Я сидела за столиком в окружении пластиковых стаканчиков с недопитым кофе и вычисляла столбиком на салфетке, в каком возрасте мы сможем быть почти рядом. Мимо спешили прохожие – те, кто жизнь привык начинать с понедельника, с нового года, после свадьбы и отпуска, кто свои дни маркером в календаре зачёркивает крест-накрест и отмеряет годы выплатами за кредит, морщинами и отметками деток за успеваемость в школе.
Люди тоже делятся: одни ведомы инстинктами самосохранения и продолжения рода, другие обречены понимать, что смертны. Они не чувствуют времени. А мы – пойманные, дважды изгнанные из рая.
Но пока существуют двое, переписка не прекратится. Мы с тобой – хранители времени.
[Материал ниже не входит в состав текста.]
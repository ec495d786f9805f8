//! Clock multiplier engine.
//!
//! Measures the period of the incoming clock and re-emits a configurable
//! number of sub-triggers per cycle, spaced by a selectable easing curve.
//!
//! Panel usage:
//! - *POT A* + *CV IN:* quantity, 1 to 8 triggers per cycle.
//! - *POT B:* distribution, selecting one of 11 easing curves.
//! - Single click on the mode button requests mute.

// Based on CC-BY-NC-4.0-licensed code (c) 2024 by J.S. Bouten (Zaphod B)

use log::debug;

use super::{ClockSource, Engine, EngineInputs, EngineOutputs};
use crate::utils::easing::Easing;
use crate::utils::map_range;
use crate::TRIGGER_LENGTH_MS;

/// Maximum amount of triggers out per cycle.
pub const MAX_QUANTITY: i32 = 8;

/// Amount of selectable distribution curves.
pub const MAX_DISTRIBUTION: i32 = 11;

#[derive(Debug, Clone)]
pub struct ClockMultiplierConfig {
    /// Clock signal strategy. Default is `ClockSource::External`;
    /// `Internal { bpm: 70 }` matches the original self-test clock.
    pub clock_source: ClockSource,

    /// Length of an output trigger in milliseconds. Default is `25`.
    pub trigger_length_ms: u32,

    /// Time in milliseconds the mute state is insensitive after a change.
    /// Default is `50`.
    pub push_button_delay_ms: u32,

    /// Input LED brightness on a high input level. Default is `200`.
    pub trigger_in_led_brightness: u8,

    /// Output LED brightness while firing unmuted. Default is `50`.
    pub trigger_out_led_brightness: u8,

    /// Output LED brightness while firing muted. Default is `1`.
    pub trigger_out_led_muted_brightness: u8,
}

impl Default for ClockMultiplierConfig {
    fn default() -> Self {
        Self {
            clock_source: ClockSource::External,
            trigger_length_ms: TRIGGER_LENGTH_MS,
            push_button_delay_ms: 50,
            trigger_in_led_brightness: 200,
            trigger_out_led_brightness: 50,
            trigger_out_led_muted_brightness: 1,
        }
    }
}

#[derive(Debug, Default)]
pub struct ClockMultiplierEngine {
    config: ClockMultiplierConfig,

    // Timestamps of the latest observed input levels.
    trigger_in_high: u32,
    trigger_in_low: u32,

    // Cycle measurement, valid after one full observed cycle.
    cycle_start: u32,
    cycle_time: u32,

    quantity: i32,
    distribution: i32,

    muted: bool,
    mute_changed_at: u32,
}

impl ClockMultiplierEngine {
    pub fn new(config: ClockMultiplierConfig) -> Self {
        Self {
            config,
            ..Default::default()
        }
    }

    /// Triggers emitted per cycle.
    pub fn quantity(&self) -> i32 {
        self.quantity
    }

    /// Selected distribution curve, 1 to 11.
    pub fn distribution(&self) -> i32 {
        self.distribution
    }

    /// Length of the last measured cycle in milliseconds.
    pub fn cycle_time(&self) -> u32 {
        self.cycle_time
    }

    /// Committed mute state.
    pub fn is_muted(&self) -> bool {
        self.muted
    }

    fn read_quantity(&self, inputs: &EngineInputs) -> i32 {
        let sum = inputs.pot_a as u32 + inputs.cv_in as u32;
        let q = map_range(sum, 1024, 1, MAX_QUANTITY as u32 + 1) as i32;
        q.min(MAX_QUANTITY)
    }

    fn read_distribution(&self, inputs: &EngineInputs) -> i32 {
        map_range(inputs.pot_b as u32, 1024, 1, MAX_DISTRIBUTION as u32 + 1) as i32
    }
}

impl Engine for ClockMultiplierEngine {
    fn init(&mut self) {
        self.trigger_in_high = 0;
        self.trigger_in_low = 0;
        self.cycle_start = 0;
        self.cycle_time = 0;
        self.quantity = 0;
        self.distribution = 0;
        self.muted = false;
        self.mute_changed_at = 0;
    }

    #[inline]
    fn tick(&mut self, inputs: &EngineInputs, outputs: &mut EngineOutputs) {
        let now = inputs.now;

        // Trigger input and cycle measurement.
        if self
            .config
            .clock_source
            .level(inputs.trigger_in, now, self.config.trigger_length_ms)
        {
            outputs.trigger_in_led = self.config.trigger_in_led_brightness;

            // A high after a completed low phase begins a new cycle.
            if self.trigger_in_low > self.trigger_in_high {
                self.cycle_time = now.wrapping_sub(self.cycle_start);
                self.cycle_start = now;
                debug!(
                    "cycle_start: {}, cycle_time: {}",
                    self.cycle_start, self.cycle_time
                );
            }
            self.trigger_in_high = now;
        } else {
            outputs.trigger_in_led = 0;
            self.trigger_in_low = now;
        }

        // Quantity from poti and CV summed up.
        let q = self.read_quantity(inputs);
        if self.quantity != q {
            self.quantity = q;
            // A little flash to indicate the change.
            outputs.trigger_in_led = self.config.trigger_in_led_brightness;
            debug!("quantity: {}", self.quantity);
        }

        // Distribution.
        let d = self.read_distribution(inputs);
        if self.distribution != d {
            self.distribution = d;
            outputs.trigger_in_led = self.config.trigger_in_led_brightness;
            debug!("distribution: {}", self.distribution);
        }

        // Mute, committed with a debounce guard.
        if inputs.mute != self.muted
            && now.wrapping_sub(self.mute_changed_at) > self.config.push_button_delay_ms
        {
            self.muted = inputs.mute;
            self.mute_changed_at = now;
            outputs.trigger_in_led = self.config.trigger_in_led_brightness;
            debug!("muted: {}", self.muted);
        }

        // Fire schedule, evaluated every tick because the settings can
        // change anytime. The earliest matching slice wins so its trigger
        // stays high for the full length.
        let mut firing = false;
        let easing = Easing::from(self.distribution);

        for i in 0..self.quantity {
            let d = i as f32 / self.quantity as f32;
            let f = easing.apply(d);
            let timestamp = self.cycle_start.wrapping_add((self.cycle_time as f32 * f) as u32);

            if now.wrapping_sub(timestamp) < self.config.trigger_length_ms {
                firing = true;
                break;
            }
        }

        if firing {
            if !self.muted {
                outputs.trigger_out_led = self.config.trigger_out_led_brightness;
                outputs.trigger_out = true;
            } else {
                outputs.trigger_out_led = self.config.trigger_out_led_muted_brightness;
                outputs.trigger_out = false;
            }
        } else {
            outputs.trigger_out_led = 0;
            outputs.trigger_out = false;
        }
    }
}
Снег выпал сегодня утром. Второй. Первый прошёл в сентябре. А этот, ноябрьский, останется до весны.
За ночь город стал белым, и в мир пришло просветление. Белый цвет – светоносен, и не цвет это вовсе, а чистый свет, миротворческое дао, начало начал.
Снилось, ты умер, а я сидела на диване, поджав под себя ноги, и в каком-то жутковатом спокойствии размышляла, как жить дальше. Стена передо мной была пуста – без картинок и фотографий в рамках, без полок с книгами или комнатными растениями, белый лист. На него просился P.S. твоих писем:
И я поняла: ничто не изменится. Тебя и не было никогда. Вечная Сольвейг! Наверное, в ожидании – суть женщины. А в чём суть мужчины?
Когда из кафе на Гороховой улице мы шагнули в наш первый снег, ты растерялся, как на экзамене, к которому не успел подготовиться и даже не знаешь названия предмета. Великий авантюрист и философ восемнадцатого века Джакомо Казанова писал в мемуарах, что человек может считать себя человеком с тех пор, как помнит себя.